Instructions for the task:
Among the entries below, count the lines that contain the word "FakeGateway". Write down only the total.

Information:
■ ■ ■ ■ ■ ■ ■
use std::time::Instant;

use crate::application::{App, AppMode, ArchiveGateway, FormField, View};
use crate::infrastructure::{clipboard, CsvExporter};
use crossterm::event::{KeyCode, KeyModifiers};

pub struct InputHandler;

impl InputHandler {
    pub fn handle_key_event<G: ArchiveGateway>(app: &mut App<G>, key: KeyCode, modifiers: KeyModifiers) {
        match app.mode {
            AppMode::Normal => Self::handle_normal_mode(app, key, modifiers),
            AppMode::Search => Self::handle_search_mode(app, key),
            AppMode::RejectReason => Self::handle_reject_mode(app, key),
            AppMode::EditForm => Self::handle_form_mode(app, key),
            AppMode::ExportCsv => Self::handle_export_mode(app, key),
            AppMode::Help => Self::handle_help_mode(app, key),
        }
    }

    fn handle_normal_mode<G: ArchiveGateway>(app: &mut App<G>, key: KeyCode, modifiers: KeyModifiers) {
        if modifiers.contains(KeyModifiers::CONTROL) {
            if let KeyCode::Char('e') = key {
                app.view = View::Completed;
                app.start_csv_export();
            }
            return;
        }

        app.status_message = None;

        match key {
            KeyCode::Tab => app.view = app.view.next(),
            KeyCode::BackTab => app.view = app.view.previous(),
            KeyCode::Char('1') => app.view = View::Queue,
            KeyCode::Char('2') => app.view = View::Completed,
            KeyCode::Char('3') => app.view = View::NewRequest,
            KeyCode::Up | KeyCode::Char('k') => app.move_selection(-1),
            KeyCode::Down | KeyCode::Char('j') => app.move_selection(1),
            KeyCode::Char('[') | KeyCode::Left => app.previous_page(),
            KeyCode::Char(']') | KeyCode::Right => app.next_page(),
            KeyCode::F(5) => app.refresh(),
            KeyCode::F(1) | KeyCode::Char('?') => app.show_help(),
            KeyCode::Char('/') => app.start_search(),
            KeyCode::Char('y') => {
                if let Some(plate) = app.selected_request().map(|request| request.plate_number.clone()) {
                    let result = clipboard::copy_text(&plate);
                    app.set_copy_result(&plate, result);
                }
            }
            _ => match app.view {
                View::Queue => Self::handle_queue_key(app, key),
                View::Completed => Self::handle_completed_key(app, key),
                View::NewRequest => Self::handle_new_request_key(app, key),
            },
        }
    }

    fn handle_queue_key<G: ArchiveGateway>(app: &mut App<G>, key: KeyCode) {
        match key {
            KeyCode::Enter | KeyCode::Char('c') => app.claim_selected(),
            KeyCode::Char('u') => app.release_selected(),
            KeyCode::Char('a') => app.approve_selected(),
            KeyCode::Char('r') => app.start_reject(),
            _ => {}
        }
    }

    fn handle_completed_key<G: ArchiveGateway>(app: &mut App<G>, key: KeyCode) {
        if let KeyCode::Char('p') = key {
            app.rollback_selected();
        }
    }

    fn handle_new_request_key<G: ArchiveGateway>(app: &mut App<G>, key: KeyCode) {
        if let KeyCode::Enter | KeyCode::Char('i') = key {
            app.start_form_editing();
        }
    }

    /// Applies a line-editing key to `buffer`. Returns true if the buffer
    /// content changed.
    fn edit_buffer(buffer: &mut String, cursor: &mut usize, key: KeyCode) -> bool {
        match key {
            KeyCode::Backspace => {
                if *cursor > 0 {
                    let previous = buffer[..*cursor].chars().next_back().map_or(0, char::len_utf8);
                    *cursor -= previous;
                    buffer.remove(*cursor);
                    return true;
                }
            }
            KeyCode::Delete => {
                if *cursor < buffer.len() {
                    buffer.remove(*cursor);
                    return true;
                }
            }
            KeyCode::Left => {
                if let Some(ch) = buffer[..*cursor].chars().next_back() {
                    *cursor -= ch.len_utf8();
                }
            }
            KeyCode::Right => {
                if let Some(ch) = buffer[*cursor..].chars().next() {
                    *cursor += ch.len_utf8();
                }
            }
            KeyCode::Home => {
                *cursor = 0;
            }
            KeyCode::End => {
                *cursor = buffer.len();
            }
            KeyCode::Char(c) => {
                buffer.insert(*cursor, c);
                *cursor += c.len_utf8();
                return true;
            }
            _ => {}
        }
        false
    }

    fn handle_search_mode<G: ArchiveGateway>(app: &mut App<G>, key: KeyCode) {
        match key {
            KeyCode::Enter => app.finish_search(Instant::now()),
            KeyCode::Esc => app.cancel_search(Instant::now()),
            _ => {
                if Self::edit_buffer(&mut app.search_input, &mut app.cursor_position, key) {
                    app.search_edited(Instant::now());
                }
            }
        }
    }

    fn handle_reject_mode<G: ArchiveGateway>(app: &mut App<G>, key: KeyCode) {
        match key {
            KeyCode::Enter => app.confirm_reject(),
            KeyCode::Esc => app.cancel_reject(),
            _ => {
                Self::edit_buffer(&mut app.reject_input, &mut app.cursor_position, key);
            }
        }
    }

    fn handle_form_mode<G: ArchiveGateway>(app: &mut App<G>, key: KeyCode) {
        match key {
            KeyCode::Enter => app.submit_request(),
            KeyCode::Esc => app.cancel_form_editing(),
            KeyCode::Tab => app.next_form_field(),
            KeyCode::Left | KeyCode::Right | KeyCode::Char(' ') if app.form_field == FormField::Type => {
                app.toggle_archive_type();
            }
            _ => {
                let mut cursor = app.cursor_position;
                if let Some(buffer) = app.form_input_mut() {
                    Self::edit_buffer(buffer, &mut cursor, key);
                }
                app.cursor_position = cursor;
            }
        }
    }

    fn handle_export_mode<G: ArchiveGateway>(app: &mut App<G>, key: KeyCode) {
        match key {
            KeyCode::Enter => {
                let filename = app.get_export_filename();
                let result = CsvExporter::export_requests(app.workflow.completed(), &filename)
                    .map_err(|e| e.to_string());
                app.set_export_result(&filename, result);
            }
            KeyCode::Esc => app.cancel_filename_input(),
            _ => {
                Self::edit_buffer(&mut app.filename_input, &mut app.cursor_position, key);
            }
        }
    }

    fn handle_help_mode<G: ArchiveGateway>(app: &mut App<G>, key: KeyCode) {
        match key {
            KeyCode::Esc | KeyCode::F(1) | KeyCode::Char('?') | KeyCode::Char('q') => {
                app.mode = AppMode::Normal;
            }
            KeyCode::Up | KeyCode::Char('k') => {
                if app.help_scroll > 0 {
                    app.help_scroll -= 1;
                }
            }
            KeyCode::Down | KeyCode::Char('j') => {
                app.help_scroll += 1;
            }
            KeyCode::PageUp => {
                app.help_scroll = app.help_scroll.saturating_sub(5);
            }
            KeyCode::PageDown => {
                app.help_scroll += 5;
            }
            KeyCode::Home => {
                app.help_scroll = 0;
            }
            _ => {}
        }
    }
}

#[cfg(test)]
mod tests {
    use super::*;
    use crate::application::testing::{page, request, FakeGateway};
    use crate::application::WorkflowSettings;
    use crate::domain::{ArchiveAction, ArchiveType};

    fn app() -> App<FakeGateway> {
        let gateway = FakeGateway::with_listing(page(vec![
            request("1", ArchiveAction::Pending),
            request("2", ArchiveAction::Pending),
        ]));
        let mut app = App::new(gateway, WorkflowSettings::default());
        app.bootstrap();
        app
    }

    fn press(app: &mut App<FakeGateway>, key: KeyCode) {
        InputHandler::handle_key_event(app, key, KeyModifiers::NONE);
    }

    fn type_text(app: &mut App<FakeGateway>, text: &str) {
        for c in text.chars() {
            press(app, KeyCode::Char(c));
        }
    }

    #[test]
    fn test_view_switching_keys() {
        let mut app = app();
        press(&mut app, KeyCode::Tab);
        assert_eq!(app.view, View::Completed);
        press(&mut app, KeyCode::Char('3'));
        assert_eq!(app.view, View::NewRequest);
        press(&mut app, KeyCode::BackTab);
        assert_eq!(app.view, View::Completed);
        press(&mut app, KeyCode::Char('1'));
        assert_eq!(app.view, View::Queue);
    }

    #[test]
    fn test_claim_and_approve_keys() {
        let mut app = app();
        press(&mut app, KeyCode::Enter);
        assert!(app.workflow.is_in_progress("1"));

        press(&mut app, KeyCode::Char('a'));
        assert_eq!(app.gateway.action_count(), 1);
        assert!(!app.workflow.is_in_progress("1"));
    }

    #[test]
    fn test_reject_keys() {
        let mut app = app();
        press(&mut app, KeyCode::Char('c'));
        press(&mut app, KeyCode::Char('r'));
        assert_eq!(app.mode, AppMode::RejectReason);

        press(&mut app, KeyCode::Enter);
        assert_eq!(app.mode, AppMode::RejectReason);

        type_text(&mut app, "no file");
        press(&mut app, KeyCode::Enter);
        assert_eq!(app.mode, AppMode::Normal);
        let action = app.gateway.action_calls.borrow()[0].clone();
        assert_eq!(action.reject_reason(), Some("no file"));
    }

    #[test]
    fn test_reject_escape_cancels() {
        let mut app = app();
        press(&mut app, KeyCode::Char('c'));
        press(&mut app, KeyCode::Char('r'));
        type_text(&mut app, "abc");
        press(&mut app, KeyCode::Esc);
        assert_eq!(app.mode, AppMode::Normal);
        assert!(app.reject_input.is_empty());
        assert!(app.workflow.is_in_progress("1"));
    }

    #[test]
    fn test_search_enter_applies_immediately() {
        let mut app = app();
        press(&mut app, KeyCode::Char('/'));
        assert_eq!(app.mode, AppMode::Search);

        type_text(&mut app, "ab1");
        press(&mut app, KeyCode::Backspace);
        assert_eq!(app.search_input, "ab");

        press(&mut app, KeyCode::Enter);
        assert_eq!(app.mode, AppMode::Normal);
        assert_eq!(app.workflow.search_text(), "ab");
        let query = app.gateway.list_calls.borrow().last().cloned().unwrap();
        assert_eq!(query.search_text.as_deref(), Some("ab"));
        assert_eq!(query.page_number, Some(1));
    }

    #[test]
    fn test_form_editing_keys() {
        let mut app = app();
        press(&mut app, KeyCode::Char('3'));
        press(&mut app, KeyCode::Enter);
        assert_eq!(app.mode, AppMode::EditForm);

        type_text(&mut app, "xy 7");
        press(&mut app, KeyCode::Tab);
        type_text(&mut app, "rear cam");
        press(&mut app, KeyCode::Tab);
        press(&mut app, KeyCode::Char(' '));
        assert_eq!(app.submission.archive_type, ArchiveType::Other);

        press(&mut app, KeyCode::Enter);
        let sent = app.gateway.create_calls.borrow()[0].clone();
        assert_eq!(sent.plate_number, "XY 7");
        assert_eq!(sent.note, "rear cam");
        assert_eq!(sent.action, ArchiveType::Other);

        press(&mut app, KeyCode::Esc);
        assert_eq!(app.mode, AppMode::Normal);
    }

    #[test]
    fn test_export_key_opens_dialog() {
        let mut app = app();
        InputHandler::handle_key_event(&mut app, KeyCode::Char('e'), KeyModifiers::CONTROL);
        assert_eq!(app.mode, AppMode::ExportCsv);
        assert_eq!(app.view, View::Completed);

        press(&mut app, KeyCode::Char('x'));
        assert_eq!(app.filename_input, "completed-requests.csvx");
        press(&mut app, KeyCode::Esc);
        assert_eq!(app.mode, AppMode::Normal);
        assert!(app.filename_input.is_empty());
    }

    #[test]
    fn test_edit_buffer_handles_multibyte_input() {
        let mut buffer = String::new();
        let mut cursor = 0;
        for c in "أب1".chars() {
            InputHandler::edit_buffer(&mut buffer, &mut cursor, KeyCode::Char(c));
        }
        assert_eq!(cursor, buffer.len());

        InputHandler::edit_buffer(&mut buffer, &mut cursor, KeyCode::Left);
        InputHandler::edit_buffer(&mut buffer, &mut cursor, KeyCode::Backspace);
        assert_eq!(buffer, "أ1");
        InputHandler::edit_buffer(&mut buffer, &mut cursor, KeyCode::Home);
        InputHandler::edit_buffer(&mut buffer, &mut cursor, KeyCode::Delete);
        assert_eq!(buffer, "1");
    }

    #[test]
    fn test_help_mode_navigation() {
        let mut app = app();
        press(&mut app, KeyCode::Char('?'));
        assert_eq!(app.mode, AppMode::Help);
        press(&mut app, KeyCode::PageDown);
        assert_eq!(app.help_scroll, 5);
        press(&mut app, KeyCode::Char('k'));
        assert_eq!(app.help_scroll, 4);
        press(&mut app, KeyCode::Char('q'));
        assert_eq!(app.mode, AppMode::Normal);
    }
}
■ ■ ■ ■ ■ ■ ■
Result for this task:
5